» What is being asked: Copy exactly the lines from the first line of the records below through the line containing "use async_trait::async_trait;", including both, and nothing else.

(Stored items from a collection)
######

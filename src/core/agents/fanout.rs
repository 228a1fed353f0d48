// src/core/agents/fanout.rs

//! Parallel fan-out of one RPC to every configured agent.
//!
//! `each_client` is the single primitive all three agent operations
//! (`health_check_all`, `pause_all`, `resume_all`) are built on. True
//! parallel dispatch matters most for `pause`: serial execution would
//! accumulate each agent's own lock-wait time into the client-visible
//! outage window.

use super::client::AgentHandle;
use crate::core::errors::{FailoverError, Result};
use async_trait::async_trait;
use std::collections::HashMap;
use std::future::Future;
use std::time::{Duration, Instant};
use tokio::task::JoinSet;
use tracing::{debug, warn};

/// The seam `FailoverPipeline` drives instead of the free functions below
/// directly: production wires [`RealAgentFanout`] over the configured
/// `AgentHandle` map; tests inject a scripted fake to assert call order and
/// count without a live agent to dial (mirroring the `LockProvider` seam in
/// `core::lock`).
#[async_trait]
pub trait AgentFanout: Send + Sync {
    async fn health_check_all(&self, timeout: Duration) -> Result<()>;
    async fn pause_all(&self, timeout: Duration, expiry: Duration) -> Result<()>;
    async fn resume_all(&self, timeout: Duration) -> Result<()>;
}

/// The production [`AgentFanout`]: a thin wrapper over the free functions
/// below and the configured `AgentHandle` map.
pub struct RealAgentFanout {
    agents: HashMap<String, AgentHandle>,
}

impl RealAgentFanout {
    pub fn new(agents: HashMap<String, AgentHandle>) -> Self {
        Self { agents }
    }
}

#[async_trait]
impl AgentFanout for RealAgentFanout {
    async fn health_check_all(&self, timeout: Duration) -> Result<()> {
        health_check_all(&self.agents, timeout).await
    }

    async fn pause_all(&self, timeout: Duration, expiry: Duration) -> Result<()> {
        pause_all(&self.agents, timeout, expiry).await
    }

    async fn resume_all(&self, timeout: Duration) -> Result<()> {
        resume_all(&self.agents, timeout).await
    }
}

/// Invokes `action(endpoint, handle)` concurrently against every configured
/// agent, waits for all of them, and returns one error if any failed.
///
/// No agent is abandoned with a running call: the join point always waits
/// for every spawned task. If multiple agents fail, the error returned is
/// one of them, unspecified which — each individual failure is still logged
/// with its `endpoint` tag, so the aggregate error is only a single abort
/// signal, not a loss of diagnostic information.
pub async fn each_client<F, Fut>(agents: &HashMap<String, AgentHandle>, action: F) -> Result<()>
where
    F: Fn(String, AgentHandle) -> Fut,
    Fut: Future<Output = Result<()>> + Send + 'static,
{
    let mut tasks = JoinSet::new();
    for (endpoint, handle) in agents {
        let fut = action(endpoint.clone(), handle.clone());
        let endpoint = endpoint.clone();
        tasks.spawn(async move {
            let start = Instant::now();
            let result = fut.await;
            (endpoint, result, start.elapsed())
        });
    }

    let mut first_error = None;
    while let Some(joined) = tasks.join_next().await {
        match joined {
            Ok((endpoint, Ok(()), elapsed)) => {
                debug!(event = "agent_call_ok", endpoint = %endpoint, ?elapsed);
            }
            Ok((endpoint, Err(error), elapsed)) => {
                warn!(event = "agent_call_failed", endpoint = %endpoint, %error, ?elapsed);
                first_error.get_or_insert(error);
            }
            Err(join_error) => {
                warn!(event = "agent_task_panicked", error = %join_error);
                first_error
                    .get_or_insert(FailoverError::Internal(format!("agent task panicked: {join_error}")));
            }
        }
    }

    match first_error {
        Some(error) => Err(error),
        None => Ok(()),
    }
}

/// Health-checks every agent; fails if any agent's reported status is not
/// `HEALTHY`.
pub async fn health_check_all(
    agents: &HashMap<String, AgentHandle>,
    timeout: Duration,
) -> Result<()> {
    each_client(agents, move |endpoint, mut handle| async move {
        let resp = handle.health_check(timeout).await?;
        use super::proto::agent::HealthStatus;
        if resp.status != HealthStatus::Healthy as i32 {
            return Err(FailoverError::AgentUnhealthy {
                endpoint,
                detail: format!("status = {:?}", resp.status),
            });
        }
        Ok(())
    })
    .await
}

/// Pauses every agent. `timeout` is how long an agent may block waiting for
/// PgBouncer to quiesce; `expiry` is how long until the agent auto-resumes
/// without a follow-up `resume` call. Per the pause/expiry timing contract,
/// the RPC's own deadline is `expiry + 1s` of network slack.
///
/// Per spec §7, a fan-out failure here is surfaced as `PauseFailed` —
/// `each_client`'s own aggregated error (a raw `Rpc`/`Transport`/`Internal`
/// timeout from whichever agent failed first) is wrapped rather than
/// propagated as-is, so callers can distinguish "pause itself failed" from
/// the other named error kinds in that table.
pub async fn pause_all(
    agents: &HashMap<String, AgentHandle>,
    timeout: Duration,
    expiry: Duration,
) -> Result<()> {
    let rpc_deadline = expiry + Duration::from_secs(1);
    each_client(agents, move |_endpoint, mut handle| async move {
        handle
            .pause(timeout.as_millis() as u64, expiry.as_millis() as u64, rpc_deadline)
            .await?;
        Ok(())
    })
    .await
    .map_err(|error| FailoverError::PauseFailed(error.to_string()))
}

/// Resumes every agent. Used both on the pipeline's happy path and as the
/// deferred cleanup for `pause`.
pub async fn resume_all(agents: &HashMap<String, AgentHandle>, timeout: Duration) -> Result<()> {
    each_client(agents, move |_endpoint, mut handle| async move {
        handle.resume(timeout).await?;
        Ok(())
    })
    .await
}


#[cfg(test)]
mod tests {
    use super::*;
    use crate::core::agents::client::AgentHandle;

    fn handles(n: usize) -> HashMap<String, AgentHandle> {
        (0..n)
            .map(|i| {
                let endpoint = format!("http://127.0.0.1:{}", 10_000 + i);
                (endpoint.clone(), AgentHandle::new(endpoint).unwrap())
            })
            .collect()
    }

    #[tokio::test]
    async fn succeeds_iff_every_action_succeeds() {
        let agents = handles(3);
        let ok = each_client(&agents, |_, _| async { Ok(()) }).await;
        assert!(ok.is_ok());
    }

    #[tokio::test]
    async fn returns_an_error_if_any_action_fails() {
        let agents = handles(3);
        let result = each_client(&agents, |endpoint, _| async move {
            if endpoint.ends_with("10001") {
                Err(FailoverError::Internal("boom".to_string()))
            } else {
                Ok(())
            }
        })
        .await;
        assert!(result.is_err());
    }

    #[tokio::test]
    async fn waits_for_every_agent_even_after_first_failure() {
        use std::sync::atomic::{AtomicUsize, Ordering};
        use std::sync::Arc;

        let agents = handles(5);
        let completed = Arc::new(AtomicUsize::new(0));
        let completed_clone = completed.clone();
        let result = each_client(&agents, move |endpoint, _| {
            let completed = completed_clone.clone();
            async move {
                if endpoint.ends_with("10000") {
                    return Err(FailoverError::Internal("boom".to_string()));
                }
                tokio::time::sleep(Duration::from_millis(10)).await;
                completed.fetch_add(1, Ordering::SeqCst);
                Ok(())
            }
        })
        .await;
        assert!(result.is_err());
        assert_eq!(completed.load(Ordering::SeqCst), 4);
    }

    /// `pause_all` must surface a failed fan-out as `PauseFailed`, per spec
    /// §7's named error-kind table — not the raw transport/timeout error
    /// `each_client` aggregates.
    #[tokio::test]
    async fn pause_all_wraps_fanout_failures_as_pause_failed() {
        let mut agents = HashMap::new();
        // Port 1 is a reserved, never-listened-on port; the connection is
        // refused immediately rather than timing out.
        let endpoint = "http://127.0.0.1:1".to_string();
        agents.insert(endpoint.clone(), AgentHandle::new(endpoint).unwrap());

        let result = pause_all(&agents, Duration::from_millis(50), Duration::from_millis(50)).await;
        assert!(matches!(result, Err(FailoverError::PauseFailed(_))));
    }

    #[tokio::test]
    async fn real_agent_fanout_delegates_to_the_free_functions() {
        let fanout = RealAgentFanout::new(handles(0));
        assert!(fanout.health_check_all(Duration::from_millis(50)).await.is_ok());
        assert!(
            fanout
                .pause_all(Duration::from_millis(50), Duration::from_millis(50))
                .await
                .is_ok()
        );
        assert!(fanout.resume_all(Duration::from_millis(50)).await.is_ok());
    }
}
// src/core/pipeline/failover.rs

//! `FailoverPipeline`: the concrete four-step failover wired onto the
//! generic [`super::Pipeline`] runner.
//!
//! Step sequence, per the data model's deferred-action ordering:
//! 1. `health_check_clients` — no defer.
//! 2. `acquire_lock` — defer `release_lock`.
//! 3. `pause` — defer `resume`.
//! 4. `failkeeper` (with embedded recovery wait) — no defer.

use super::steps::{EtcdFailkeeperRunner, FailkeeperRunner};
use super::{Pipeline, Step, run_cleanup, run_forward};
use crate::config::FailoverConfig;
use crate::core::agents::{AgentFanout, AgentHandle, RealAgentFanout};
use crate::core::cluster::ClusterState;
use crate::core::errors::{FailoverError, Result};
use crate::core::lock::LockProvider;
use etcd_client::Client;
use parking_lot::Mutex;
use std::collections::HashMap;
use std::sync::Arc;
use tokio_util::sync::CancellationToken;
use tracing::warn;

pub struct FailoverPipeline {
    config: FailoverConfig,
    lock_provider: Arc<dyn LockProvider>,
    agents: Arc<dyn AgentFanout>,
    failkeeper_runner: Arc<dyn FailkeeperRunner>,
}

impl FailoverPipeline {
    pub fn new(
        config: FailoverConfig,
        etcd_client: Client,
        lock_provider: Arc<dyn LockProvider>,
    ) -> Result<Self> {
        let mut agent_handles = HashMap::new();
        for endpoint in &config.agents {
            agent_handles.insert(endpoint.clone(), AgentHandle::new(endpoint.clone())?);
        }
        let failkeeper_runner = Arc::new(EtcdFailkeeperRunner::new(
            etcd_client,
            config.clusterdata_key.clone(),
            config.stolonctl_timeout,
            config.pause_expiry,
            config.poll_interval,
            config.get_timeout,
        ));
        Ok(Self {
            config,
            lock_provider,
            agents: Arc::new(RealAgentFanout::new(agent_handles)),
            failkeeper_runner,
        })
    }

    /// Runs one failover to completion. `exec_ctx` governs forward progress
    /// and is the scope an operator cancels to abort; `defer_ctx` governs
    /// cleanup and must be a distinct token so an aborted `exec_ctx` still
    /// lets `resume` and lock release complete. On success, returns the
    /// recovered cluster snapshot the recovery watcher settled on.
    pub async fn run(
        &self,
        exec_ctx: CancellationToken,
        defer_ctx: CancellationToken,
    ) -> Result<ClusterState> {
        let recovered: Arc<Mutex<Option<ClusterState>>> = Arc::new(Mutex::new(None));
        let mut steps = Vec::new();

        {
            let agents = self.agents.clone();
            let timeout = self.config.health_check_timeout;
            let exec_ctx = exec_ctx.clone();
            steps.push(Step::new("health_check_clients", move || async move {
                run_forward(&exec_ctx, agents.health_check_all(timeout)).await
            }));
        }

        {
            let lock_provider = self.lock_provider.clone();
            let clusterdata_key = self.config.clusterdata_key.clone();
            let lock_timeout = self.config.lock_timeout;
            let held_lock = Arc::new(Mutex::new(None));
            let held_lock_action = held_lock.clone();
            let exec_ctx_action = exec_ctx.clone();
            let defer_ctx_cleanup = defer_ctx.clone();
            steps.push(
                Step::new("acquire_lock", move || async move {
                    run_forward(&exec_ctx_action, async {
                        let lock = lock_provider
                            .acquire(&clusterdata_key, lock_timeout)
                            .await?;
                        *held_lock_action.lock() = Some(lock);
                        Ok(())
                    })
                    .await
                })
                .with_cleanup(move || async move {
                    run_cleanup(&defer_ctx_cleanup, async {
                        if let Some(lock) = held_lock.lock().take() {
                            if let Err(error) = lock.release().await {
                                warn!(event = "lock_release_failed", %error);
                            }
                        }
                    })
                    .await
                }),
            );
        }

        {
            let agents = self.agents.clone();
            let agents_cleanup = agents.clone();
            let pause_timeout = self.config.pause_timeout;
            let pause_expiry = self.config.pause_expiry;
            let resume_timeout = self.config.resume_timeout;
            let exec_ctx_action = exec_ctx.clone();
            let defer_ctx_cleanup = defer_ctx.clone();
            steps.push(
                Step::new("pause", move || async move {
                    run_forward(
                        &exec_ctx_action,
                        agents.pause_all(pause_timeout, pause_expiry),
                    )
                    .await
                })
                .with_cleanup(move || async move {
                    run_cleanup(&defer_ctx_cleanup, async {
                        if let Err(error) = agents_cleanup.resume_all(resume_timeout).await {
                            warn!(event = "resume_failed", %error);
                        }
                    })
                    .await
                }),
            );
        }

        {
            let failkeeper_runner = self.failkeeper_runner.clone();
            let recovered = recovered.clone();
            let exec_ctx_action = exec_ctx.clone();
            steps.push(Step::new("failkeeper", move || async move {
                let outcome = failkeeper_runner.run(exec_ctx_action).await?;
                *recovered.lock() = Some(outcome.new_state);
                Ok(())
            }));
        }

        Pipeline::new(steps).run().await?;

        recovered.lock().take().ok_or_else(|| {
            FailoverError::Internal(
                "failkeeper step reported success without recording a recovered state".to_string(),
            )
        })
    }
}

######

» Result below:
filename src/core/agents/fanout.rs
repository 228a1fed353f0d48
// src/core/agents/fanout.rs

//! Parallel fan-out of one RPC to every configured agent.
//!
//! `each_client` is the single primitive all three agent operations
//! (`health_check_all`, `pause_all`, `resume_all`) are built on. True
//! parallel dispatch matters most for `pause`: serial execution would
//! accumulate each agent's own lock-wait time into the client-visible
//! outage window.

use super::client::AgentHandle;
use crate::core::errors::{FailoverError, Result};
use async_trait::async_trait;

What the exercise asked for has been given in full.